((

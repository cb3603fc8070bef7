//! Compiled resource table (`resources.arsc`), read just far enough to
//! resolve string resources such as the application label.

use super::chunk::{
    Bytes, ChunkHeader, RES_STRING_POOL_TYPE, RES_TABLE_PACKAGE_TYPE, RES_TABLE_TYPE,
    RES_TABLE_TYPE_TYPE, ResValue, StringPool, value_type,
};
use crate::error::MetadataError;
use std::collections::HashMap;

const TYPE_FLAG_SPARSE: u8 = 0x01;
const TYPE_FLAG_OFFSET16: u8 = 0x02;
const ENTRY_FLAG_COMPLEX: u16 = 0x0001;
const ENTRY_FLAG_COMPACT: u16 = 0x0008;
const NO_ENTRY: u32 = 0xFFFF_FFFF;
const MAX_REFERENCE_DEPTH: usize = 4;

/// One configuration-specific value of a resource
#[derive(Debug, Clone, PartialEq, Eq)]
struct ConfigValue {
    /// ISO-639 language packed as two bytes; zero for the default configuration
    language: [u8; 2],
    value: ResValue,
}

/// Simple (non-bag) values keyed by resource id
#[derive(Debug, Default)]
pub struct ResourceTable {
    values: HashMap<u32, Vec<ConfigValue>>,
}

impl ResourceTable {
    /// Parse a resource table
    pub fn parse(data: &[u8]) -> Result<Self, MetadataError> {
        let bytes = Bytes::new(data, "resource table");
        let root = bytes.chunk(0)?;
        if root.kind != RES_TABLE_TYPE {
            return Err(bytes.malformed(format!("unexpected root chunk 0x{:04x}", root.kind)));
        }

        let mut table = Self::default();
        let mut global = StringPool::default();

        for chunk in bytes.chunks(root.body(), root.end()) {
            let chunk = chunk?;
            match chunk.kind {
                RES_STRING_POOL_TYPE => global = StringPool::parse(&bytes, &chunk)?,
                RES_TABLE_PACKAGE_TYPE => table.parse_package(&bytes, &chunk, &global)?,
                _ => {}
            }
        }

        Ok(table)
    }

    fn parse_package(
        &mut self,
        bytes: &Bytes<'_>,
        package: &ChunkHeader,
        global: &StringPool,
    ) -> Result<(), MetadataError> {
        let package_id = bytes.u32(package.offset + 8)?;
        if package_id > 0xff {
            return Err(bytes.malformed(format!("package id 0x{package_id:x}")));
        }

        for chunk in bytes.chunks(package.body(), package.end()) {
            let chunk = chunk?;
            if chunk.kind == RES_TABLE_TYPE_TYPE {
                self.parse_type(bytes, &chunk, package_id, global)?;
            }
        }
        Ok(())
    }

    fn parse_type(
        &mut self,
        bytes: &Bytes<'_>,
        chunk: &ChunkHeader,
        package_id: u32,
        global: &StringPool,
    ) -> Result<(), MetadataError> {
        let base = chunk.offset;
        let type_id = bytes.u8(base + 8)? as u32;
        let flags = bytes.u8(base + 9)?;
        let entry_count = bytes.u32(base + 12)? as usize;
        let entries_start = bytes.u32(base + 16)? as usize;
        // ResTable_config: size, mcc, mnc, then language
        let language = [bytes.u8(base + 28)?, bytes.u8(base + 29)?];

        if entry_count > chunk.size {
            return Err(bytes.malformed(format!("type chunk claims {entry_count} entries")));
        }

        for i in 0..entry_count {
            let (entry_index, offset) = if flags & TYPE_FLAG_SPARSE != 0 {
                let at = chunk.body() + i * 4;
                (bytes.u16(at)? as u32, bytes.u16(at + 2)? as u32 * 4)
            } else if flags & TYPE_FLAG_OFFSET16 != 0 {
                match bytes.u16(chunk.body() + i * 2)? {
                    0xFFFF => continue,
                    raw => (i as u32, raw as u32 * 4),
                }
            } else {
                match bytes.u32(chunk.body() + i * 4)? {
                    NO_ENTRY => continue,
                    raw => (i as u32, raw),
                }
            };

            let entry = base + entries_start + offset as usize;
            if entry >= chunk.end() {
                return Err(bytes.malformed(format!("entry {entry_index} outside its type chunk")));
            }

            let Some(value) = read_entry(bytes, entry, global)? else {
                continue;
            };

            let id = (package_id << 24) | (type_id << 16) | entry_index;
            self.values
                .entry(id)
                .or_default()
                .push(ConfigValue { language, value });
        }
        Ok(())
    }

    /// Resolve a resource id to a string, following references.
    ///
    /// The default-language value is preferred over localized ones.
    pub fn resolve_string(&self, id: u32) -> Option<String> {
        let mut current = id;
        for _ in 0..MAX_REFERENCE_DEPTH {
            let candidates = self.values.get(&current)?;
            let chosen = candidates
                .iter()
                .find(|c| c.language == [0, 0])
                .or_else(|| candidates.first())?;
            match &chosen.value {
                ResValue::String(s) => return Some(s.clone()),
                ResValue::Reference(next) => current = *next,
                _ => return None,
            }
        }
        None
    }
}

fn read_entry(
    bytes: &Bytes<'_>,
    entry: usize,
    global: &StringPool,
) -> Result<Option<ResValue>, MetadataError> {
    let size = bytes.u16(entry)? as usize;
    let flags = bytes.u16(entry + 2)?;

    if flags & ENTRY_FLAG_COMPACT != 0 {
        let data_type = (flags >> 8) as u8;
        let data = bytes.u32(entry + 4)?;
        return Ok(Some(match data_type {
            value_type::STRING => match global.get(data) {
                Some(s) => ResValue::String(s.to_string()),
                None => return Ok(None),
            },
            value_type::REFERENCE => ResValue::Reference(data),
            _ => ResValue::Other { data_type, data },
        }));
    }

    if flags & ENTRY_FLAG_COMPLEX != 0 {
        return Ok(None);
    }

    ResValue::parse(bytes, entry + size, global).map(Some)
}
//! Android binary XML (the compiled `AndroidManifest.xml`).

use super::chunk::{
    Bytes, RES_STRING_POOL_TYPE, RES_XML_END_ELEMENT_TYPE, RES_XML_END_NAMESPACE_TYPE,
    RES_XML_RESOURCE_MAP_TYPE, RES_XML_START_ELEMENT_TYPE, RES_XML_START_NAMESPACE_TYPE,
    RES_XML_TYPE, ResValue, StringPool,
};
use crate::error::MetadataError;

/// Attribute of a start element
#[derive(Debug, Clone, PartialEq, Eq)]
pub struct XmlAttribute {
    /// Namespace URI, if any
    pub namespace: Option<String>,
    /// Local name
    pub name: String,
    /// Framework resource id from the resource map (`android:` attributes)
    pub resource_id: Option<u32>,
    /// Typed value
    pub value: ResValue,
}

/// Start element with its nesting depth (root = 0)
#[derive(Debug, Clone, PartialEq, Eq)]
pub struct XmlElement {
    /// Depth below the document root
    pub depth: usize,
    /// Local name
    pub name: String,
    /// Attributes in document order
    pub attributes: Vec<XmlAttribute>,
}

impl XmlElement {
    /// Find an attribute by framework resource id, falling back to its name.
    ///
    /// Shrinkers may strip attribute names, so the id is authoritative when present.
    pub fn attribute(&self, name: &str, resource_id: Option<u32>) -> Option<&ResValue> {
        resource_id
            .and_then(|id| self.attributes.iter().find(|a| a.resource_id == Some(id)))
            .or_else(|| self.attributes.iter().find(|a| a.name == name))
            .map(|a| &a.value)
    }
}

/// Flattened start elements of a binary XML document
#[derive(Debug, Clone, Default)]
pub struct XmlDocument {
    /// Start elements in document order
    pub elements: Vec<XmlElement>,
}

impl XmlDocument {
    /// Parse a compiled XML document
    pub fn parse(data: &[u8]) -> Result<Self, MetadataError> {
        let bytes = Bytes::new(data, "binary XML");
        let root = bytes.chunk(0)?;
        if root.kind != RES_XML_TYPE {
            return Err(bytes.malformed(format!("unexpected root chunk 0x{:04x}", root.kind)));
        }

        let mut pool = StringPool::default();
        let mut resource_map: Vec<u32> = Vec::new();
        let mut elements = Vec::new();
        let mut depth = 0usize;

        for chunk in bytes.chunks(root.body(), root.end()) {
            let chunk = chunk?;
            match chunk.kind {
                RES_STRING_POOL_TYPE => pool = StringPool::parse(&bytes, &chunk)?,
                RES_XML_RESOURCE_MAP_TYPE => {
                    let count = (chunk.size - chunk.header_size) / 4;
                    resource_map = (0..count)
                        .map(|i| bytes.u32(chunk.body() + i * 4))
                        .collect::<Result<_, _>>()?;
                }
                RES_XML_START_ELEMENT_TYPE => {
                    elements.push(parse_element(&bytes, chunk.body(), depth, &pool, &resource_map)?);
                    depth += 1;
                }
                RES_XML_END_ELEMENT_TYPE => depth = depth.saturating_sub(1),
                RES_XML_START_NAMESPACE_TYPE | RES_XML_END_NAMESPACE_TYPE => {}
                _ => {}
            }
        }

        Ok(Self { elements })
    }

    /// Document root element
    pub fn root(&self) -> Option<&XmlElement> {
        self.elements.first().filter(|e| e.depth == 0)
    }

    /// First element with the given name at the given depth
    pub fn find(&self, name: &str, depth: usize) -> Option<&XmlElement> {
        self.elements
            .iter()
            .find(|e| e.depth == depth && e.name == name)
    }
}

fn parse_element(
    bytes: &Bytes<'_>,
    ext: usize,
    depth: usize,
    pool: &StringPool,
    resource_map: &[u32],
) -> Result<XmlElement, MetadataError> {
    let name_index = bytes.u32(ext + 4)?;
    let attribute_start = bytes.u16(ext + 8)? as usize;
    let attribute_size = bytes.u16(ext + 10)? as usize;
    let attribute_count = bytes.u16(ext + 12)? as usize;

    if attribute_count > 0 && attribute_size < 20 {
        return Err(bytes.malformed(format!("attribute size {attribute_size} too small")));
    }

    let name = pool
        .get(name_index)
        .ok_or_else(|| bytes.malformed(format!("element name index {name_index} out of range")))?
        .to_string();

    let mut attributes = Vec::with_capacity(attribute_count);
    for i in 0..attribute_count {
        let at = ext + attribute_start + i * attribute_size;
        let ns_index = bytes.u32(at)?;
        let attr_name_index = bytes.u32(at + 4)?;
        let raw_index = bytes.u32(at + 8)?;

        let value = match ResValue::parse(bytes, at + 12, pool)? {
            // Some encoders only fill the raw value
            ResValue::Other { .. } if pool.get(raw_index).is_some() => {
                ResValue::String(pool.get(raw_index).unwrap_or_default().to_string())
            }
            value => value,
        };

        attributes.push(XmlAttribute {
            namespace: pool.get(ns_index).map(String::from),
            name: pool.get(attr_name_index).unwrap_or_default().to_string(),
            resource_id: resource_map.get(attr_name_index as usize).copied(),
            value,
        });
    }

    Ok(XmlElement {
        depth,
        name,
        attributes,
    })
}
//! Environment-driven settings for the publishing API client.

use crate::error::ConfigError;
use std::time::Duration;

/// Default Google Play Developer API host
pub const DEFAULT_API_URL: &str = "https://androidpublisher.googleapis.com";

const DEFAULT_TIMEOUT_SECS: u64 = 3 * 60;
const MAX_TIMEOUT_SECS: u64 = 60 * 60;

/// Connection settings for the publishing API
#[derive(Debug, Clone)]
pub struct ApiSettings {
    /// Scheme and host of the API, without a trailing path
    pub base_url: String,
    /// TCP/TLS connect timeout
    pub connect_timeout: Duration,
    /// Per-read timeout while waiting on the server
    pub read_timeout: Duration,
}

impl Default for ApiSettings {
    fn default() -> Self {
        Self {
            base_url: DEFAULT_API_URL.to_string(),
            connect_timeout: Duration::from_secs(DEFAULT_TIMEOUT_SECS),
            read_timeout: Duration::from_secs(DEFAULT_TIMEOUT_SECS),
        }
    }
}

impl ApiSettings {
    /// Parse a timeout in seconds, clamped to [1, MAX_TIMEOUT_SECS]
    fn parse_timeout(value: Option<String>) -> Duration {
        let secs = value
            .and_then(|s| s.trim().parse::<u64>().ok())
            .map(|v| v.clamp(1, MAX_TIMEOUT_SECS))
            .unwrap_or(DEFAULT_TIMEOUT_SECS);
        Duration::from_secs(secs)
    }

    /// Build settings from explicit variable values (`None` = unset)
    pub fn from_values(
        base_url: Option<String>,
        connect_timeout: Option<String>,
        read_timeout: Option<String>,
    ) -> Self {
        Self {
            base_url: base_url
                .map(|url| url.trim().trim_end_matches('/').to_string())
                .filter(|url| !url.is_empty())
                .unwrap_or_else(|| DEFAULT_API_URL.to_string()),
            connect_timeout: Self::parse_timeout(connect_timeout),
            read_timeout: Self::parse_timeout(read_timeout),
        }
    }

    /// Create settings from environment variables with fallback to defaults
    pub fn from_env() -> Self {
        Self::from_values(
            std::env::var("KODEGEN_PLAY_API_URL").ok(),
            std::env::var("KODEGEN_PLAY_CONNECT_TIMEOUT").ok(),
            std::env::var("KODEGEN_PLAY_READ_TIMEOUT").ok(),
        )
    }

    /// Validate the base URL
    pub fn validate(&self) -> Result<(), ConfigError> {
        match url::Url::parse(&self.base_url) {
            Ok(url) if url.cannot_be_a_base() => Err(ConfigError::InvalidBaseUrl {
                url: self.base_url.clone(),
                reason: "not a hierarchical URL".to_string(),
            }),
            Ok(_) => Ok(()),
            Err(e) => Err(ConfigError::InvalidBaseUrl {
                url: self.base_url.clone(),
                reason: e.to_string(),
            }),
        }
    }
}

#[cfg(test)]
mod tests {
    use super::*;

    #[test]
    fn defaults_when_unset() {
        let settings = ApiSettings::from_values(None, None, None);
        assert_eq!(settings.base_url, DEFAULT_API_URL);
        assert_eq!(settings.connect_timeout, Duration::from_secs(180));
        assert_eq!(settings.read_timeout, Duration::from_secs(180));
        assert!(settings.validate().is_ok());
    }

    #[test]
    fn timeouts_are_clamped() {
        let settings =
            ApiSettings::from_values(None, Some("0".to_string()), Some("999999".to_string()));
        assert_eq!(settings.connect_timeout, Duration::from_secs(1));
        assert_eq!(settings.read_timeout, Duration::from_secs(MAX_TIMEOUT_SECS));

        let settings = ApiSettings::from_values(None, Some("soon".to_string()), None);
        assert_eq!(settings.connect_timeout, Duration::from_secs(180));
    }

    #[test]
    fn trailing_slash_is_trimmed_and_bad_urls_rejected() {
        let settings = ApiSettings::from_values(Some("http://127.0.0.1:8080/".to_string()), None, None);
        assert_eq!(settings.base_url, "http://127.0.0.1:8080");
        assert!(settings.validate().is_ok());

        let settings = ApiSettings::from_values(Some("not a url".to_string()), None, None);
        assert!(settings.validate().is_err());
    }
}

))

# [Task directions]
Every line of the material above that has the string "InvalidBaseUrl" needs pulling out.

# [Written response]
            Ok(url) if url.cannot_be_a_base() => Err(ConfigError::InvalidBaseUrl {
            Err(e) => Err(ConfigError::InvalidBaseUrl {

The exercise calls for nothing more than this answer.